Yeah, that's a bit rambling, sorry. But I think the same impulse that kept people coming back to those shows is what brings us to Reacher. The outsider who saves the day and moves on. What we might be powerless to see, or incapable of doing – he can, with no fear of consequences. There's something totemic about that.
That's exactly what 61 Hours promises and delivers.

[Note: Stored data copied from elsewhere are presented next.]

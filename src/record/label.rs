//! Label segment subheader (part type "LA", 2.0 only).
//!
//! The label segment class exists only in 2.0 files; 2.1 retired it and
//! its count field must read zero there.

use crate::error::{FormatError, RecordError};
use crate::record::cursor::FieldCursor;
use crate::record::extensions::{parse_extension_section, write_extension_section, Extensions};
use crate::record::field::{Field, FieldKind};
use crate::record::security::SecurityGroup;
use crate::record::versions::Version;
use crate::tre::TreRegistry;

const LID_SZ: usize = 10;
const LSCLAS_SZ: usize = 1;
const ENCRYP_SZ: usize = 1;
const LFS_SZ: usize = 1;
const LCW_SZ: usize = 2;
const LCH_SZ: usize = 2;
const LDLVL_SZ: usize = 3;
const LALVL_SZ: usize = 3;
const LLOC_SZ: usize = 10;
const LTC_SZ: usize = 3;
const LBC_SZ: usize = 3;
const LXSHDL_SZ: usize = 5;
const LXSOFL_SZ: usize = 3;

/// The label segment subheader.
#[derive(Debug, Clone, PartialEq)]
pub struct LabelSubheader {
    pub label_id: Field,
    pub classification: Field,
    pub security: SecurityGroup,
    pub encrypted: Field,
    pub font_style: Field,
    pub cell_width: Field,
    pub cell_height: Field,
    pub display_level: Field,
    pub attachment_level: Field,
    pub location: Field,
    pub text_color: Field,
    pub background_color: Field,
    pub extended: Extensions,
    /// DES back-reference (1-based) for overflowed extended TREs
    pub extended_overflow: Field,
}

impl LabelSubheader {
    /// A default subheader. Labels are always built against 2.0 tables.
    pub fn new() -> Self {
        Self {
            label_id: Field::new(FieldKind::BcsA, LID_SZ),
            classification: Field::new(FieldKind::BcsA, LSCLAS_SZ),
            security: SecurityGroup::new(Version::Nitf20),
            encrypted: Field::new(FieldKind::BcsN, ENCRYP_SZ),
            font_style: Field::new(FieldKind::BcsA, LFS_SZ),
            cell_width: Field::new(FieldKind::BcsN, LCW_SZ),
            cell_height: Field::new(FieldKind::BcsN, LCH_SZ),
            display_level: Field::new(FieldKind::BcsN, LDLVL_SZ),
            attachment_level: Field::new(FieldKind::BcsN, LALVL_SZ),
            location: Field::new(FieldKind::BcsN, LLOC_SZ),
            text_color: Field::new(FieldKind::Binary, LTC_SZ),
            background_color: Field::new(FieldKind::Binary, LBC_SZ),
            extended: Extensions::new(),
            extended_overflow: Field::new(FieldKind::BcsN, LXSOFL_SZ),
        }
    }

    /// Serialize the subheader, part type first.
    pub fn serialize(&self) -> Result<Vec<u8>, RecordError> {
        let mut out = Vec::with_capacity(256);
        out.extend_from_slice(b"LA");
        out.extend_from_slice(self.label_id.bytes());
        out.extend_from_slice(self.classification.bytes());
        self.security.write_to(&mut out);
        out.extend_from_slice(self.encrypted.bytes());
        out.extend_from_slice(self.font_style.bytes());
        out.extend_from_slice(self.cell_width.bytes());
        out.extend_from_slice(self.cell_height.bytes());
        out.extend_from_slice(self.display_level.bytes());
        out.extend_from_slice(self.attachment_level.bytes());
        out.extend_from_slice(self.location.bytes());
        out.extend_from_slice(self.text_color.bytes());
        out.extend_from_slice(self.background_color.bytes());
        write_extension_section(&mut out, &self.extended, &self.extended_overflow, LXSHDL_SZ)?;
        Ok(out)
    }

    /// Parse a subheader from a buffer, returning it and the bytes
    /// consumed.
    pub fn parse(buf: &[u8], registry: &TreRegistry) -> Result<(Self, usize), FormatError> {
        let mut cursor = FieldCursor::new(buf);
        let part = cursor.take(FieldKind::BcsA, 2, "label part type")?;
        if part.bytes() != b"LA" {
            return Err(FormatError::BadPartType {
                expected: "LA",
                actual: part.as_str(),
            });
        }
        let label_id = cursor.take(FieldKind::BcsA, LID_SZ, "LID")?;
        let classification = cursor.take(FieldKind::BcsA, LSCLAS_SZ, "LSCLAS")?;
        let security = SecurityGroup::parse(Version::Nitf20, &mut cursor)?;
        let encrypted = cursor.take(FieldKind::BcsN, ENCRYP_SZ, "ENCRYP")?;
        let font_style = cursor.take(FieldKind::BcsA, LFS_SZ, "LFS")?;
        let cell_width = cursor.take(FieldKind::BcsN, LCW_SZ, "LCW")?;
        let cell_height = cursor.take(FieldKind::BcsN, LCH_SZ, "LCH")?;
        let display_level = cursor.take(FieldKind::BcsN, LDLVL_SZ, "LDLVL")?;
        let attachment_level = cursor.take(FieldKind::BcsN, LALVL_SZ, "LALVL")?;
        let location = cursor.take(FieldKind::BcsN, LLOC_SZ, "LLOC")?;
        let text_color = cursor.take(FieldKind::Binary, LTC_SZ, "LTC")?;
        let background_color = cursor.take(FieldKind::Binary, LBC_SZ, "LBC")?;
        let (extended, extended_overflow) =
            parse_extension_section(&mut cursor, registry, LXSHDL_SZ, LXSOFL_SZ, "LXSHD")?;

        let subheader = Self {
            label_id,
            classification,
            security,
            encrypted,
            font_style,
            cell_width,
            cell_height,
            display_level,
            attachment_level,
            location,
            text_color,
            background_color,
            extended,
            extended_overflow,
        };
        Ok((subheader, cursor.pos()))
    }

    /// Name-keyed view of the fixed fields in serialization order.
    pub fn field_names(&self) -> Vec<(String, &Field)> {
        let mut fields: Vec<(String, &Field)> = vec![
            ("LID".to_string(), &self.label_id),
            ("LSCLAS".to_string(), &self.classification),
        ];
        for (name, field) in self.security.field_names() {
            fields.push((format!("L{name}"), field));
        }
        fields.push(("ENCRYP".to_string(), &self.encrypted));
        fields.push(("LFS".to_string(), &self.font_style));
        fields.push(("LCW".to_string(), &self.cell_width));
        fields.push(("LCH".to_string(), &self.cell_height));
        fields.push(("LDLVL".to_string(), &self.display_level));
        fields.push(("LALVL".to_string(), &self.attachment_level));
        fields.push(("LLOC".to_string(), &self.location));
        fields.push(("LTC".to_string(), &self.text_color));
        fields.push(("LBC".to_string(), &self.background_color));
        fields
    }
}

impl Default for LabelSubheader {
    fn default() -> Self {
        Self::new()
    }
}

The villian was a bit more villainous than some (but he's not the worst human being Reacher's faced off with, just the worst lately), the mystery's a bit of a gimme –but no one's ever confused Reacher with Nero Wolfe, and it's easy to see why Reacher doesn't put the pieces together as early as the reader does. It's possible that this is the least violent novel in the series, but you know that violence is on the way –and when it arrives, Child makes every bullet and hit count.
The title/hook is something different for Child. He basically starts a countdown at the end of the first chapter – 61 hours until something's going to happen. And then we get frequent updates – “Fifty-four hours to go”, “Thirty-one hours until it starts”, and that sort of thing (not real quotations, just examples). Really ratchets up the tension – I can't imagine it'd work more than once, but it really worked well this time.
Frequently, the relationships that Reacher develops/finds with people are the weak areas of the book, but Child gives us three strong ones this time around – the Deputy Chief of a small police department who knows enough to see that Reacher is a resource, the spunky elderly woman who's the target of Big Bad, and the Major sitting in Reacher's old desk at his old command. With each of them we see different facets of our hero at work – and seeing both what they respond to in Reacher, and what he is drawn to in them helps flesh out all four characters, but Reacher more than the rest. I'm not sure we learn a lot more about our favorite wandering ex-MP through this, but we know it better.
61 Hours is one more piece of evidence proving that Lee Child is one of the (if not the) best, the most consistent writers working today. Long live the king.